[asa] Dog exhibits nurturing instinct (some call "altruism") in action

From: Janice Matchett <janmatch@earthlink.net>
Date: Tue Dec 05 2006 - 11:21:17 EST

If you have a decent high-speed internet connection, don't miss
seeing the heart-warming short video that WBIR-TV put up on its web
site of this old couple with their dog. This is an example of what
many scientists say is a biologically determined nurturing instinct
(some refer to it as "altruism") in action:

Dog tunnels through snow to save owners 12/4/2006

Watch VIDEO - Click here to watch this
video http://www.wbir.com/news/archive.aspx?storyid=40172

A seven year old German Shephard - Timberwolf mixed dog named Shana
is quite a canine hero in Alden as the story spreads of her efforts
to save her owners during the October surprise storm.

Eve and Norman Fertig, who are both 81 years old, were out treating
injured birds in the Wildlife Sanctuary on their Alden property on
the night of October 12th.

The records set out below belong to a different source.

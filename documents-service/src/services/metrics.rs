//! Prometheus metrics for documents-service.

use once_cell::sync::Lazy;
use prometheus::{
    register_counter_vec, register_histogram_vec, CounterVec, HistogramVec, TextEncoder,
};

/// HTTP request counter by method, route, and status.
pub static HTTP_REQUESTS_TOTAL: Lazy<CounterVec> = Lazy::new(|| {
    register_counter_vec!(
        "documents_http_requests_total",
        "Total number of HTTP requests",
        &["method", "route", "status"]
    )
    .expect("Failed to register http_requests_total")
});

/// Document counter by type.
pub static DOCUMENTS_TOTAL: Lazy<CounterVec> = Lazy::new(|| {
    register_counter_vec!(
        "documents_created_total",
        "Total number of documents created by type",
        &["document_type"] // invoice, quote, order_verification
    )
    .expect("Failed to register documents_created_total")
});

/// Database query duration histogram.
pub static DB_QUERY_DURATION: Lazy<HistogramVec> = Lazy::new(|| {
    register_histogram_vec!(
        "documents_db_query_duration_seconds",
        "Database query duration in seconds",
        &["operation"],
        vec![0.001, 0.005, 0.01, 0.025, 0.05, 0.1, 0.25, 0.5, 1.0]
    )
    .expect("Failed to register db_query_duration")
});

/// Initialize all metrics (forces lazy initialization).
pub fn init_metrics() {
    Lazy::force(&HTTP_REQUESTS_TOTAL);
    Lazy::force(&DOCUMENTS_TOTAL);
    Lazy::force(&DB_QUERY_DURATION);
}

/// Get metrics in Prometheus text format.
pub fn get_metrics() -> String {
    let encoder = TextEncoder::new();
    let metric_families = prometheus::gather();
    encoder
        .encode_to_string(&metric_families)
        .unwrap_or_default()
}
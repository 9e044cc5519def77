use crate::error::AppError;
use config::{Config as Cfg, File};
use serde::Deserialize;

#[derive(Debug, Deserialize, Clone)]
pub struct Config {
    #[serde(default = "default_port")]
    pub port: u16,
    #[serde(default = "default_database_url")]
    pub database_url: String,
    #[serde(default = "default_max_connections")]
    pub max_connections: u32,
    #[serde(default = "default_log_level")]
    pub log_level: String,
}

fn default_port() -> u16 {
    8080
}

fn default_database_url() -> String {
    "sqlite://documents.db".to_string()
}

fn default_max_connections() -> u32 {
    5
}

fn default_log_level() -> String {
    "info".to_string()
}

impl Config {
    pub fn load() -> Result<Self, AppError> {
        dotenvy::dotenv().ok();

        let config = Cfg::builder()
            .add_source(File::with_name("configuration").required(false))
            .add_source(config::Environment::with_prefix("APP").separator("__"))
            .build()?;

        Ok(config.try_deserialize()?)
    }
}
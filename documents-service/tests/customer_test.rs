//! Customer store tests, including shipping address default handling.

mod common;

use common::{document_input, item, seed_customer, seed_customer_named, TestDb};
use documents_service::models::{
    CreateShippingAddress, DocumentType, UpdateCustomer, UpdateShippingAddress,
};
use service_core::error::AppError;
use uuid::Uuid;

fn address(name: &str, is_default: bool) -> CreateShippingAddress {
    CreateShippingAddress {
        name: name.to_string(),
        address_line1: "9 Depot Road".to_string(),
        address_line2: None,
        city: "Springfield".to_string(),
        state: "IL".to_string(),
        zip: "62702".to_string(),
        country: "US".to_string(),
        is_default,
    }
}

#[tokio::test]
async fn create_and_fetch_customer() {
    let app = TestDb::new().await;

    let created = seed_customer(&app.db).await;
    let fetched = app
        .db
        .get_customer(created.id)
        .await
        .expect("get customer")
        .expect("customer exists");

    assert_eq!(fetched.name, "Acme Tooling");
    assert_eq!(fetched.contact_person.as_deref(), Some("Pat Jones"));
    assert_eq!(fetched.currency, "USD");
}

#[tokio::test]
async fn list_is_ordered_by_name() {
    let app = TestDb::new().await;
    seed_customer_named(&app.db, "Zenith Metals").await;
    seed_customer_named(&app.db, "Acme Tooling").await;
    seed_customer_named(&app.db, "Midway Supply").await;

    let customers = app.db.get_customers().await.expect("list customers");
    let names: Vec<&str> = customers.iter().map(|c| c.name.as_str()).collect();
    assert_eq!(names, vec!["Acme Tooling", "Midway Supply", "Zenith Metals"]);
}

#[tokio::test]
async fn search_matches_name_and_contact_person() {
    let app = TestDb::new().await;
    seed_customer_named(&app.db, "Acme Tooling").await;
    seed_customer_named(&app.db, "Globex Corp").await;

    let by_name = app.db.search_customers("acme").await.expect("search");
    assert_eq!(by_name.len(), 1);
    assert_eq!(by_name[0].name, "Acme Tooling");

    // Both seeded customers share the same contact person.
    let by_contact = app.db.search_customers("PAT").await.expect("search");
    assert_eq!(by_contact.len(), 2);
}

#[tokio::test]
async fn update_applies_only_provided_fields() {
    let app = TestDb::new().await;
    let customer = seed_customer(&app.db).await;

    let updated = app
        .db
        .update_customer(
            customer.id,
            &UpdateCustomer {
                email: Some("billing@acme.example".to_string()),
                ..Default::default()
            },
        )
        .await
        .expect("update customer")
        .expect("customer exists");

    assert_eq!(updated.email.as_deref(), Some("billing@acme.example"));
    assert_eq!(updated.name, customer.name);
    assert_eq!(updated.address_line1, customer.address_line1);
}

#[tokio::test]
async fn update_of_missing_customer_returns_none() {
    let app = TestDb::new().await;

    let updated = app
        .db
        .update_customer(Uuid::new_v4(), &UpdateCustomer::default())
        .await
        .expect("update customer");
    assert!(updated.is_none());
}

#[tokio::test]
async fn delete_of_referenced_customer_conflicts() {
    let app = TestDb::new().await;
    let customer = seed_customer(&app.db).await;

    app.db
        .create_document(
            &document_input(DocumentType::Invoice, customer.id),
            &[item(1, "1", "10.00", "0")],
        )
        .await
        .expect("create document");

    let err = app
        .db
        .delete_customer(customer.id)
        .await
        .expect_err("delete must fail");
    assert!(matches!(err, AppError::Conflict(_)));

    // Still there.
    assert!(app
        .db
        .get_customer(customer.id)
        .await
        .expect("get customer")
        .is_some());
}

#[tokio::test]
async fn delete_of_unreferenced_customer_succeeds() {
    let app = TestDb::new().await;
    let customer = seed_customer(&app.db).await;

    assert!(app.db.delete_customer(customer.id).await.expect("delete"));
    assert!(app
        .db
        .get_customer(customer.id)
        .await
        .expect("get customer")
        .is_none());
}

#[tokio::test]
async fn at_most_one_default_shipping_address() {
    let app = TestDb::new().await;
    let customer = seed_customer(&app.db).await;

    let first = app
        .db
        .create_shipping_address(customer.id, &address("Warehouse", true))
        .await
        .expect("create address");
    assert!(first.is_default);

    let second = app
        .db
        .create_shipping_address(customer.id, &address("Storefront", true))
        .await
        .expect("create address");
    assert!(second.is_default);

    let addresses = app
        .db
        .get_shipping_addresses(customer.id)
        .await
        .expect("list addresses");
    assert_eq!(addresses.len(), 2);

    let defaults: Vec<&str> = addresses
        .iter()
        .filter(|a| a.is_default)
        .map(|a| a.name.as_str())
        .collect();
    assert_eq!(defaults, vec!["Storefront"]);

    // The default sorts first.
    assert_eq!(addresses[0].name, "Storefront");
}

#[tokio::test]
async fn promoting_an_address_demotes_the_previous_default() {
    let app = TestDb::new().await;
    let customer = seed_customer(&app.db).await;

    let first = app
        .db
        .create_shipping_address(customer.id, &address("Warehouse", true))
        .await
        .expect("create address");
    let second = app
        .db
        .create_shipping_address(customer.id, &address("Storefront", false))
        .await
        .expect("create address");

    app.db
        .update_shipping_address(
            second.id,
            &UpdateShippingAddress {
                is_default: Some(true),
                ..Default::default()
            },
        )
        .await
        .expect("update address")
        .expect("address exists");

    let demoted = app
        .db
        .get_shipping_address(first.id)
        .await
        .expect("get address")
        .expect("address exists");
    assert!(!demoted.is_default);
}

#[tokio::test]
async fn address_for_missing_customer_is_not_found() {
    let app = TestDb::new().await;

    let err = app
        .db
        .create_shipping_address(Uuid::new_v4(), &address("Nowhere", false))
        .await
        .expect_err("create must fail");
    assert!(matches!(err, AppError::NotFound(_)));
}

They left as the storm intensified but,
were soon trapped by falling trees and heavy snow as they tried to
walk back to their home. Eve realized they could die in the bitter
cold but, fortunately, Shana was with them.

As the cold and snow chilled them both without heavy coats and
gloves, Shana started digging under the snow and trees.

The dog actually dug a foot wide tunnel about 20 feet to the home.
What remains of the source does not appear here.